Os Suliani sabem bem o valor do que Sandra diz: graduada em Administração, com especialização em Agricultura, Ciência e Tecnologia, agora Carla cursa mestrado em Viticultura e Enologia no Instituto Federal do Rio Grande do Sul, Campus de Bento Gonçalves.
“Aprender e aplicar o conhecimento é muito bom”, atesta.

Carência de orientação
“Tem que ter muito conhecimento, os produtores não têm noção da importância do conhecimento”, avalia o engenheiro agrônomo e pesquisador da Embrapa Uva e Vinho de Bento, George Wellington. Mestre e doutor em Ciências do Solo, Wellington dedica seu foco há cerca de 20 anos à viticultura agroecológica.
Essa experiência permite que o especialista aponte problemas e soluções. Segundo ele, as cantinas querem qualidade e sanidade da uva, mas não estão dispostas a pagar um preço justo. Wellington também lamenta que o produtor não recebe assistência técnica adequada.
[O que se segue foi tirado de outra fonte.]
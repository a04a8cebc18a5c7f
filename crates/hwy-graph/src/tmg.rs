//! `.tmg` file emission.
//!
//! Format, shared by all three kinds:
//!
//! ```text
//! TMG <version> <kind>
//! <V> <E> [<T>]                 (traveler count, traveled kind only)
//! <V lines>   name lat lng
//! <E lines>   u v label [clinched-hex] [lat lng ...intermediates]
//! <one line, traveled only: space-separated traveler names in index order>
//! ```

use std::collections::BTreeSet;
use std::fs::File;
use std::io::{BufWriter, Write};
use std::path::Path;

use rustc_hash::FxHashMap;

use hwy_core::{EdgeId, SystemId, TravelerId};
use hwy_model::{HighwayData, TravelerList};
use hwy_spatial::WaypointQuadtree;

use crate::graph::HighwayGraph;
use crate::subgraph::{GraphListEntry, SubgraphFilter};
use crate::vertex::Visibility;
use crate::GraphResult;

/// Per-format vertex numbers assigned while writing a file set.
struct VertexNumbers {
    simple: Vec<usize>,
    collapsed: Vec<usize>,
    traveled: Vec<usize>,
}

impl VertexNumbers {
    fn unassigned(count: usize) -> Self {
        Self {
            simple: vec![usize::MAX; count],
            collapsed: vec![usize::MAX; count],
            traveled: vec![usize::MAX; count],
        }
    }
}

/// Hexadecimal clinched-traveler code for one segment: character `i`
/// carries travelers `4i..4i+4`, low bit first.
pub fn clinchedby_code(
    clinched_by: &BTreeSet<TravelerId>,
    numbering: &FxHashMap<TravelerId, usize>,
) -> String {
    if numbering.is_empty() {
        return "0".to_string();
    }
    let mut nibbles = vec![0u8; numbering.len().div_ceil(4)];
    for t in clinched_by {
        if let Some(&num) = numbering.get(t) {
            nibbles[num / 4] += 1 << (num % 4);
        }
    }
    nibbles
        .iter()
        .map(|&n| char::from_digit(n as u32, 16).unwrap().to_ascii_uppercase())
        .collect()
}

impl HighwayGraph {
    /// Write the three master graph files (`tm-master-simple.tmg`,
    /// `-collapsed`, `-traveled`) covering the whole corpus.
    pub fn write_master_graphs(
        &mut self,
        data: &HighwayData,
        travelers: &[TravelerList],
        path: &Path,
        graph_list: &mut Vec<GraphListEntry>,
    ) -> GraphResult<()> {
        log::info!("Writing master graph files");
        let mut simple = BufWriter::new(File::create(path.join("tm-master-simple.tmg"))?);
        let mut collapsed = BufWriter::new(File::create(path.join("tm-master-collapsed.tmg"))?);
        let mut traveled = BufWriter::new(File::create(path.join("tm-master-traveled.tmg"))?);

        let (sv, cv, tv) = self.vertex_counts();
        let (se, ce, te) = self.edge_counts();

        writeln!(simple, "TMG 1.0 simple")?;
        writeln!(collapsed, "TMG 1.0 collapsed")?;
        writeln!(traveled, "TMG 2.0 traveled")?;
        writeln!(simple, "{sv} {se}")?;
        writeln!(collapsed, "{cv} {ce}")?;
        writeln!(traveled, "{tv} {te} {}", travelers.len())?;

        // vertices, assigning per-format numbers as they are written
        let mut numbers = VertexNumbers::unassigned(self.vertices.len());
        let mut counts = (0usize, 0usize, 0usize);
        for (i, v) in self.vertices.iter().enumerate() {
            let line = format!("{} {} {}", v.unique_name, v.point.lat, v.point.lng);
            writeln!(simple, "{line}")?;
            numbers.simple[i] = counts.0;
            counts.0 += 1;
            if v.visibility >= Visibility::TraveledOnly {
                writeln!(traveled, "{line}")?;
                numbers.traveled[i] = counts.2;
                counts.2 += 1;
                if v.visibility == Visibility::Visible {
                    writeln!(collapsed, "{line}")?;
                    numbers.collapsed[i] = counts.1;
                    counts.1 += 1;
                }
            }
        }

        // every traveler participates in the master traveled graph
        let traveler_numbering: FxHashMap<TravelerId, usize> =
            (0..travelers.len()).map(|i| (TravelerId(i as u32), i)).collect();

        // edges: walk incidence lists, writing each edge once
        for v_idx in 0..self.vertices.len() {
            for pos in 0..self.vertices[v_idx].incident_s.len() {
                let e = self.vertices[v_idx].incident_s[pos];
                if !self.edges[e.index()].s_written {
                    self.edges[e.index()].s_written = true;
                    writeln!(simple, "{}", self.simple_line(e, &numbers, None))?;
                }
            }
            if self.vertices[v_idx].visibility >= Visibility::TraveledOnly {
                for pos in 0..self.vertices[v_idx].incident_t.len() {
                    let e = self.vertices[v_idx].incident_t[pos];
                    if !self.edges[e.index()].t_written {
                        self.edges[e.index()].t_written = true;
                        writeln!(
                            traveled,
                            "{}",
                            self.traveled_line(data, e, &numbers, &traveler_numbering, None)
                        )?;
                    }
                }
                if self.vertices[v_idx].visibility == Visibility::Visible {
                    for pos in 0..self.vertices[v_idx].incident_c.len() {
                        let e = self.vertices[v_idx].incident_c[pos];
                        if !self.edges[e.index()].c_written {
                            self.edges[e.index()].c_written = true;
                            writeln!(collapsed, "{}", self.collapsed_line(e, &numbers, None))?;
                        }
                    }
                }
            }
        }

        let names: Vec<&str> = travelers.iter().map(|t| t.name.as_str()).collect();
        writeln!(traveled, "{} ", names.join(" "))?;

        graph_list.push(GraphListEntry {
            filename: "tm-master-simple.tmg".into(),
            descr: "All Highway Data".into(),
            vertices: sv,
            edges: se,
            travelers: 0,
            format: "simple",
            category: "master",
        });
        graph_list.push(GraphListEntry {
            filename: "tm-master-collapsed.tmg".into(),
            descr: "All Highway Data".into(),
            vertices: cv,
            edges: ce,
            travelers: 0,
            format: "collapsed",
            category: "master",
        });
        graph_list.push(GraphListEntry {
            filename: "tm-master-traveled.tmg".into(),
            descr: "All Highway Data".into(),
            vertices: tv,
            edges: te,
            travelers: travelers.len(),
            format: "traveled",
            category: "master",
        });
        log::info!("   Simple graph has {sv} vertices, {se} edges");
        log::info!("Collapsed graph has {cv} vertices, {ce} edges");
        log::info!(" Traveled graph has {tv} vertices, {te} edges");
        Ok(())
    }

    /// Write the three files of one filtered subgraph
    /// (`<root>-simple.tmg`, `-collapsed`, `-traveled`).
    #[allow(clippy::too_many_arguments)]
    pub fn write_subgraphs(
        &self,
        data: &HighwayData,
        quadtree: &WaypointQuadtree,
        travelers: &[TravelerList],
        path: &Path,
        root: &str,
        descr: &str,
        category: &'static str,
        filter: &SubgraphFilter,
        graph_list: &mut Vec<GraphListEntry>,
    ) -> GraphResult<()> {
        let m = self.matching_vertices_and_edges(data, quadtree, filter);
        log::info!(
            "{root}: ({},{}) ({},{}) ({},{})",
            m.vertices.len(),
            m.simple_edges.len(),
            m.collapsed_vertex_count,
            m.collapsed_edges.len(),
            m.traveled_vertex_count,
            m.traveled_edges.len()
        );

        let mut simple = BufWriter::new(File::create(path.join(format!("{root}-simple.tmg")))?);
        let mut collapsed =
            BufWriter::new(File::create(path.join(format!("{root}-collapsed.tmg")))?);
        let mut traveled = BufWriter::new(File::create(path.join(format!("{root}-traveled.tmg")))?);

        writeln!(simple, "TMG 1.0 simple")?;
        writeln!(collapsed, "TMG 1.0 collapsed")?;
        writeln!(traveled, "TMG 2.0 traveled")?;
        writeln!(simple, "{} {}", m.vertices.len(), m.simple_edges.len())?;
        writeln!(collapsed, "{} {}", m.collapsed_vertex_count, m.collapsed_edges.len())?;
        writeln!(
            traveled,
            "{} {} {}",
            m.traveled_vertex_count,
            m.traveled_edges.len(),
            m.travelers.len()
        )?;

        let mut numbers = VertexNumbers::unassigned(self.vertices.len());
        let mut counts = (0usize, 0usize, 0usize);
        for &v in &m.vertices {
            let vertex = self.vertex(v);
            let line = format!("{} {} {}", vertex.unique_name, vertex.point.lat, vertex.point.lng);
            writeln!(simple, "{line}")?;
            numbers.simple[v.index()] = counts.0;
            counts.0 += 1;
            if vertex.visibility >= Visibility::TraveledOnly {
                writeln!(traveled, "{line}")?;
                numbers.traveled[v.index()] = counts.2;
                counts.2 += 1;
                if vertex.visibility == Visibility::Visible {
                    writeln!(collapsed, "{line}")?;
                    numbers.collapsed[v.index()] = counts.1;
                    counts.1 += 1;
                }
            }
        }

        let traveler_numbering: FxHashMap<TravelerId, usize> = m
            .travelers
            .iter()
            .enumerate()
            .map(|(i, &t)| (t, i))
            .collect();
        let systems = filter.systems.as_deref();

        for &e in &m.simple_edges {
            writeln!(simple, "{}", self.simple_line(e, &numbers, systems))?;
        }
        for &e in &m.collapsed_edges {
            writeln!(collapsed, "{}", self.collapsed_line(e, &numbers, systems))?;
        }
        for &e in &m.traveled_edges {
            writeln!(
                traveled,
                "{}",
                self.traveled_line(data, e, &numbers, &traveler_numbering, systems)
            )?;
        }

        let names: Vec<&str> = m
            .travelers
            .iter()
            .map(|&t| travelers[t.index()].name.as_str())
            .collect();
        writeln!(traveled, "{} ", names.join(" "))?;

        for (suffix, format, vertices, edges, trav) in [
            ("-simple.tmg", "simple", m.vertices.len(), m.simple_edges.len(), 0),
            ("-collapsed.tmg", "collapsed", m.collapsed_vertex_count, m.collapsed_edges.len(), 0),
            (
                "-traveled.tmg",
                "traveled",
                m.traveled_vertex_count,
                m.traveled_edges.len(),
                m.travelers.len(),
            ),
        ] {
            graph_list.push(GraphListEntry {
                filename: format!("{root}{suffix}"),
                descr: descr.to_string(),
                vertices,
                edges,
                travelers: trav,
                format,
                category,
            });
        }
        Ok(())
    }

    // ── Edge line renderers ──────────────────────────────────────────────

    fn simple_line(&self, e: EdgeId, numbers: &VertexNumbers, systems: Option<&[SystemId]>) -> String {
        let edge = self.edge(e);
        format!(
            "{} {} {}",
            numbers.simple[edge.vertex1.index()],
            numbers.simple[edge.vertex2.index()],
            edge.label(systems)
        )
    }

    fn collapsed_line(&self, e: EdgeId, numbers: &VertexNumbers, systems: Option<&[SystemId]>) -> String {
        let edge = self.edge(e);
        let mut line = format!(
            "{} {} {}",
            numbers.collapsed[edge.vertex1.index()],
            numbers.collapsed[edge.vertex2.index()],
            edge.label(systems)
        );
        for &ip in &edge.intermediate_points {
            let p = self.vertex(ip).point;
            line.push_str(&format!(" {} {}", p.lat, p.lng));
        }
        line
    }

    fn traveled_line(
        &self,
        data: &HighwayData,
        e: EdgeId,
        numbers: &VertexNumbers,
        traveler_numbering: &FxHashMap<TravelerId, usize>,
        systems: Option<&[SystemId]>,
    ) -> String {
        let edge = self.edge(e);
        let mut line = format!(
            "{} {} {} {}",
            numbers.traveled[edge.vertex1.index()],
            numbers.traveled[edge.vertex2.index()],
            edge.label(systems),
            clinchedby_code(&data.segment(edge.segment).clinched_by, traveler_numbering)
        );
        for &ip in &edge.intermediate_points {
            let p = self.vertex(ip).point;
            line.push_str(&format!(" {} {}", p.lat, p.lng));
        }
        line
    }
}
“O interesse e a preocupação existem, mas falta o especialista para orientar o produtor sobre a redução de agrotóxicos, por exemplo. O produtor não tem assistência técnica efetiva para implantar uvas orgânicas. Existem regras, normas para o cultivo orgânico. A tradição é plantar a parreira de forma convencional, isso é cultural. Na agroecologia é tudo diferente”, afirma.